** Opening Provided data block **

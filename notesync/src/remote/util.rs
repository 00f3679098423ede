use crate::note::NoteDraft;
use crate::remote::BoxedRemote;

pub async fn populate_sample_notes(remote: &BoxedRemote) {
    remote
        .create(NoteDraft {
            title: "Welcome".to_owned(),
            content: "<p>This note lives on the reference server.</p>".to_owned(),
            tags: vec!["getting-started".to_owned()],
            pinned: true,
        })
        .await
        .unwrap();
    remote
        .create(NoteDraft {
            title: "".to_owned(),
            content: "<p>An untitled scratch note.</p>".to_owned(),
            ..Default::default()
        })
        .await
        .unwrap();
    remote
        .create(NoteDraft {
            title: "Shopping list".to_owned(),
            content: "<ul><li>milk</li><li>coffee</li></ul>".to_owned(),
            tags: vec!["errands".to_owned(), "home".to_owned()],
            ..Default::default()
        })
        .await
        .unwrap();
}
use actix_web::{delete, get, patch, post, web, HttpResponse, Responder};
use notesync::errors::RemoteError;
use notesync::remote::BoxedRemote;
use notesync::{NoteDraft, NoteId, NotePatch};
use serde::{Deserialize, Serialize};

/// Response envelope shared by every API operation.
#[derive(Serialize)]
struct ApiResponse<T: Serialize> {
    success: bool,
    #[serde(skip_serializing_if = "Option::is_none")]
    data: Option<T>,
    #[serde(skip_serializing_if = "Option::is_none")]
    error: Option<String>,
}

fn success<T: Serialize>(data: T) -> HttpResponse {
    HttpResponse::Ok().json(ApiResponse {
        success: true,
        data: Some(data),
        error: None,
    })
}

fn success_empty() -> HttpResponse {
    HttpResponse::Ok().json(ApiResponse::<()> {
        success: true,
        data: None,
        error: None,
    })
}

fn failure(e: &RemoteError) -> ApiResponse<()> {
    ApiResponse {
        success: false,
        data: None,
        error: Some(e.to_string()),
    }
}

fn remote_error_handler(e: &RemoteError) -> HttpResponse {
    match e {
        RemoteError::NoteNotExist(_) => HttpResponse::NotFound().json(failure(e)),
        RemoteError::Rejected(_) => HttpResponse::BadRequest().json(failure(e)),
        RemoteError::SerdeError(_) => HttpResponse::BadRequest().json(failure(e)),
        RemoteError::Unreachable(_)
        | RemoteError::HttpError(_)
        | RemoteError::IOError(_) => {
            error!("note backend internal error {:?}", e);
            HttpResponse::InternalServerError().json(failure(e))
        }
    }
}

#[get("/notes")]
#[instrument(skip(remote))]
async fn list_notes(remote: web::Data<BoxedRemote>) -> impl Responder {
    match remote.list().await {
        Ok(notes) => success(notes),
        Err(e) => remote_error_handler(&e),
    }
}

#[post("/notes")]
#[instrument(skip(remote, draft))]
async fn create_note(
    remote: web::Data<BoxedRemote>,
    draft: web::Json<NoteDraft>,
) -> impl Responder {
    match remote.create(draft.into_inner()).await {
        Ok(note) => success(note),
        Err(e) => remote_error_handler(&e),
    }
}

#[get("/notes/{note_id}")]
#[instrument(
    skip(remote, params),
    fields(
        note_id = %params.0
    )
)]
async fn get_note(
    remote: web::Data<BoxedRemote>,
    params: web::Path<(String,)>,
) -> impl Responder {
    let (note_id,) = params.into_inner();
    let id = NoteId::from(note_id);
    match remote.get(&id).await {
        Ok(note) => success(note),
        Err(e) => remote_error_handler(&e),
    }
}

#[patch("/notes/{note_id}")]
#[instrument(
    skip(remote, params, patch),
    fields(
        note_id = %params.0
    )
)]
async fn update_note(
    remote: web::Data<BoxedRemote>,
    params: web::Path<(String,)>,
    patch: web::Json<NotePatch>,
) -> impl Responder {
    let (note_id,) = params.into_inner();
    let id = NoteId::from(note_id);
    match remote.update(&id, patch.into_inner()).await {
        Ok(note) => success(note),
        Err(e) => remote_error_handler(&e),
    }
}

#[delete("/notes/{note_id}")]
#[instrument(
    skip(remote, params),
    fields(
        note_id = %params.0
    )
)]
async fn delete_note(
    remote: web::Data<BoxedRemote>,
    params: web::Path<(String,)>,
) -> impl Responder {
    let (note_id,) = params.into_inner();
    let id = NoteId::from(note_id);
    match remote.delete(&id).await {
        Ok(_) => success_empty(),
        Err(e) => remote_error_handler(&e),
    }
}

#[patch("/notes/{note_id}/pin")]
#[instrument(
    skip(remote, params),
    fields(
        note_id = %params.0
    )
)]
async fn toggle_pin(
    remote: web::Data<BoxedRemote>,
    params: web::Path<(String,)>,
) -> impl Responder {
    let (note_id,) = params.into_inner();
    let id = NoteId::from(note_id);
    match remote.toggle_pin(&id).await {
        Ok(note) => success(note),
        Err(e) => remote_error_handler(&e),
    }
}

#[derive(Deserialize)]
struct TagPostData {
    tag: String,
}

#[post("/notes/{note_id}/tags")]
#[instrument(
    skip(remote, params, body),
    fields(
        note_id = %params.0
    )
)]
async fn add_tag(
    remote: web::Data<BoxedRemote>,
    params: web::Path<(String,)>,
    body: web::Json<TagPostData>,
) -> impl Responder {
    let (note_id,) = params.into_inner();
    let id = NoteId::from(note_id);
    match remote.add_tag(&id, &body.tag).await {
        Ok(note) => success(note),
        Err(e) => remote_error_handler(&e),
    }
}

#[derive(Deserialize)]
struct TagQuery {
    tag: String,
}

#[delete("/notes/{note_id}/tags")]
#[instrument(
    skip(remote, params, query),
    fields(
        note_id = %params.0
    )
)]
async fn remove_tag(
    remote: web::Data<BoxedRemote>,
    params: web::Path<(String,)>,
    query: web::Query<TagQuery>,
) -> impl Responder {
    let (note_id,) = params.into_inner();
    let id = NoteId::from(note_id);
    match remote.remove_tag(&id, &query.tag).await {
        Ok(note) => success(note),
        Err(e) => remote_error_handler(&e),
    }
}

pub fn config(cfg: &mut web::ServiceConfig) {
    cfg.service(list_notes)
        .service(create_note)
        .service(get_note)
        .service(update_note)
        .service(delete_note)
        .service(toggle_pin)
        .service(add_tag)
        .service(remove_tag);
}
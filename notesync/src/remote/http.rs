//! HTTP client of the remote note service.
use crate::errors::RemoteError;
use crate::note::{Note, NoteDraft, NoteId, NotePatch};
use crate::remote::RemoteNoteService;
use futures::future::BoxFuture;
use reqwest::{Client, Response, StatusCode};
use serde::de::DeserializeOwned;
use serde::{Deserialize, Serialize};

/// Response envelope used by the note service API.
#[derive(Debug, Deserialize)]
struct ApiResponse<T> {
    success: bool,
    data: Option<T>,
    error: Option<String>,
}

#[derive(Debug, Serialize)]
struct TagPostData<'a> {
    tag: &'a str,
}

/// [`RemoteNoteService`] backed by the note service REST API.
///
/// `base_url` points at the API root, e.g. `http://localhost:8000/api`.
#[derive(Debug, Clone)]
pub struct HttpRemote {
    client: Client,
    base_url: String,
}

impl HttpRemote {
    pub fn new<S: Into<String>>(base_url: S) -> Self {
        let mut base_url = base_url.into();
        while base_url.ends_with('/') {
            base_url.pop();
        }
        HttpRemote {
            client: Client::new(),
            base_url,
        }
    }

    fn notes_url(&self) -> String {
        format!("{}/notes", self.base_url)
    }

    fn note_url(&self, id: &NoteId) -> String {
        format!("{}/notes/{}", self.base_url, id)
    }

    async fn deserialize_envelope<T: DeserializeOwned>(
        response: Response,
        id: Option<&NoteId>,
    ) -> Result<T, RemoteError> {
        if response.status() == StatusCode::NOT_FOUND {
            if let Some(id) = id {
                return Err(RemoteError::NoteNotExist(id.clone()));
            }
        }
        let status = response.status();
        let envelope: ApiResponse<T> = response.json().await?;
        if !status.is_success() || !envelope.success {
            return Err(RemoteError::Rejected(
                envelope
                    .error
                    .unwrap_or_else(|| format!("request failed with status {}", status)),
            ));
        }
        envelope
            .data
            .ok_or_else(|| RemoteError::Rejected("response carried no data".to_owned()))
    }

    /// Like [`Self::deserialize_envelope`], for operations that return no data.
    async fn check_envelope(response: Response, id: Option<&NoteId>) -> Result<(), RemoteError> {
        if response.status() == StatusCode::NOT_FOUND {
            if let Some(id) = id {
                return Err(RemoteError::NoteNotExist(id.clone()));
            }
        }
        let status = response.status();
        let envelope: ApiResponse<serde_json::Value> = response.json().await?;
        if !status.is_success() || !envelope.success {
            return Err(RemoteError::Rejected(
                envelope
                    .error
                    .unwrap_or_else(|| format!("request failed with status {}", status)),
            ));
        }
        Ok(())
    }
}

impl RemoteNoteService for HttpRemote {
    fn list(&self) -> BoxFuture<Result<Vec<Note>, RemoteError>> {
        Box::pin(async move {
            let response = self.client.get(self.notes_url()).send().await?;
            Self::deserialize_envelope(response, None).await
        })
    }

    fn create(&self, draft: NoteDraft) -> BoxFuture<Result<Note, RemoteError>> {
        Box::pin(async move {
            let response = self
                .client
                .post(self.notes_url())
                .json(&draft)
                .send()
                .await?;
            Self::deserialize_envelope(response, None).await
        })
    }

    fn get<'a>(&'a self, id: &'a NoteId) -> BoxFuture<'a, Result<Note, RemoteError>> {
        Box::pin(async move {
            let response = self.client.get(self.note_url(id)).send().await?;
            Self::deserialize_envelope(response, Some(id)).await
        })
    }

    fn update<'a>(
        &'a self,
        id: &'a NoteId,
        patch: NotePatch,
    ) -> BoxFuture<'a, Result<Note, RemoteError>> {
        Box::pin(async move {
            let response = self
                .client
                .patch(self.note_url(id))
                .json(&patch)
                .send()
                .await?;
            Self::deserialize_envelope(response, Some(id)).await
        })
    }

    fn delete<'a>(&'a self, id: &'a NoteId) -> BoxFuture<'a, Result<(), RemoteError>> {
        Box::pin(async move {
            let response = self.client.delete(self.note_url(id)).send().await?;
            Self::check_envelope(response, Some(id)).await
        })
    }

    fn toggle_pin<'a>(&'a self, id: &'a NoteId) -> BoxFuture<'a, Result<Note, RemoteError>> {
        Box::pin(async move {
            let response = self
                .client
                .patch(format!("{}/pin", self.note_url(id)))
                .send()
                .await?;
            Self::deserialize_envelope(response, Some(id)).await
        })
    }

    fn add_tag<'a>(
        &'a self,
        id: &'a NoteId,
        tag: &'a str,
    ) -> BoxFuture<'a, Result<Note, RemoteError>> {
        Box::pin(async move {
            let response = self
                .client
                .post(format!("{}/tags", self.note_url(id)))
                .json(&TagPostData { tag })
                .send()
                .await?;
            Self::deserialize_envelope(response, Some(id)).await
        })
    }

    fn remove_tag<'a>(
        &'a self,
        id: &'a NoteId,
        tag: &'a str,
    ) -> BoxFuture<'a, Result<Note, RemoteError>> {
        Box::pin(async move {
            let response = self
                .client
                .delete(format!("{}/tags", self.note_url(id)))
                .query(&[("tag", tag)])
                .send()
                .await?;
            Self::deserialize_envelope(response, Some(id)).await
        })
    }
}
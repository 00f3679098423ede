use thiserror::Error;

use crate::NoteId;

#[derive(Error, Debug)]
pub enum RemoteError {
    #[error("note `{0}` doesn't exist")]
    NoteNotExist(NoteId),
    #[error("remote service rejected the request: {0}")]
    Rejected(String),
    #[error("remote service unreachable: {0}")]
    Unreachable(String),
    #[error("http error")]
    HttpError(#[from] reqwest::Error),
    #[error("io error")]
    IOError(#[from] std::io::Error),
    #[error("serde error")]
    SerdeError(#[from] serde_json::Error),
}
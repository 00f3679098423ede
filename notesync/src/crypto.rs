//! Passphrase-based encryption of note payloads.
//!
//! Stateless helpers: a key is derived from the passphrase with Argon2id and
//! a random salt, the payload is sealed with AES-256-GCM under a random
//! nonce, and everything needed for decryption travels inside a small JSON
//! envelope. Decryption failure is an explicit [`CryptoError`], never a
//! panic, and never yields partial plaintext.
use aes_gcm::aead::Aead;
use aes_gcm::{Aes256Gcm, Key, KeyInit, Nonce};
use argon2::Argon2;
use base64::engine::general_purpose::STANDARD;
use base64::Engine;
use rand_core::{OsRng, RngCore};
use serde::{Deserialize, Serialize};
use thiserror::Error;

const ENVELOPE_VERSION: u32 = 1;
const ENVELOPE_ALGO: &str = "aes-256-gcm";
const SALT_LEN: usize = 16;
const NONCE_LEN: usize = 12;
const KEY_LEN: usize = 32;

#[derive(Error, Debug)]
pub enum CryptoError {
    #[error("malformed ciphertext envelope")]
    MalformedEnvelope,
    #[error("unsupported envelope algorithm `{0}`")]
    UnsupportedAlgo(String),
    #[error("key derivation failed")]
    KeyDerivation,
    #[error("encryption failed")]
    EncryptionFailed,
    #[error("decryption failed")]
    DecryptionFailed,
}

#[derive(Debug, Serialize, Deserialize)]
#[serde(rename_all = "camelCase")]
struct Envelope {
    version: u32,
    algo: String,
    salt_b64: String,
    iv_b64: String,
    ciphertext_b64: String,
}

fn derive_key(password: &str, salt: &[u8]) -> Result<[u8; KEY_LEN], CryptoError> {
    let mut key = [0u8; KEY_LEN];
    Argon2::default()
        .hash_password_into(password.as_bytes(), salt, &mut key)
        .map_err(|_| CryptoError::KeyDerivation)?;
    Ok(key)
}

/// Encrypt `plaintext` under `password`, returning the serialized envelope.
pub fn encrypt(plaintext: &str, password: &str) -> Result<String, CryptoError> {
    let mut salt = [0u8; SALT_LEN];
    OsRng.fill_bytes(&mut salt);
    let mut iv = [0u8; NONCE_LEN];
    OsRng.fill_bytes(&mut iv);

    let key = derive_key(password, &salt)?;
    let cipher = Aes256Gcm::new(Key::<Aes256Gcm>::from_slice(&key));
    let ciphertext = cipher
        .encrypt(Nonce::from_slice(&iv), plaintext.as_bytes())
        .map_err(|_| CryptoError::EncryptionFailed)?;

    let envelope = Envelope {
        version: ENVELOPE_VERSION,
        algo: ENVELOPE_ALGO.to_owned(),
        salt_b64: STANDARD.encode(salt),
        iv_b64: STANDARD.encode(iv),
        ciphertext_b64: STANDARD.encode(ciphertext),
    };
    serde_json::to_string(&envelope).map_err(|_| CryptoError::EncryptionFailed)
}

/// Decrypt an envelope produced by [`encrypt`] with the given password.
pub fn decrypt(payload: &str, password: &str) -> Result<String, CryptoError> {
    let envelope: Envelope =
        serde_json::from_str(payload).map_err(|_| CryptoError::MalformedEnvelope)?;
    if envelope.algo != ENVELOPE_ALGO {
        return Err(CryptoError::UnsupportedAlgo(envelope.algo));
    }
    let salt = STANDARD
        .decode(envelope.salt_b64)
        .map_err(|_| CryptoError::MalformedEnvelope)?;
    let iv = STANDARD
        .decode(envelope.iv_b64)
        .map_err(|_| CryptoError::MalformedEnvelope)?;
    let ciphertext = STANDARD
        .decode(envelope.ciphertext_b64)
        .map_err(|_| CryptoError::MalformedEnvelope)?;
    if iv.len() != NONCE_LEN {
        return Err(CryptoError::MalformedEnvelope);
    }

    let key = derive_key(password, &salt)?;
    let cipher = Aes256Gcm::new(Key::<Aes256Gcm>::from_slice(&key));
    let plaintext = cipher
        .decrypt(Nonce::from_slice(&iv), ciphertext.as_ref())
        .map_err(|_| CryptoError::DecryptionFailed)?;
    String::from_utf8(plaintext).map_err(|_| CryptoError::DecryptionFailed)
}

** Closing Provided data block **

- **What is being asked**
Copy all lines from the material that hold "EncryptionFailed".

- **Reply**
    EncryptionFailed,
        .map_err(|_| CryptoError::EncryptionFailed)?;
    serde_json::to_string(&envelope).map_err(|_| CryptoError::EncryptionFailed)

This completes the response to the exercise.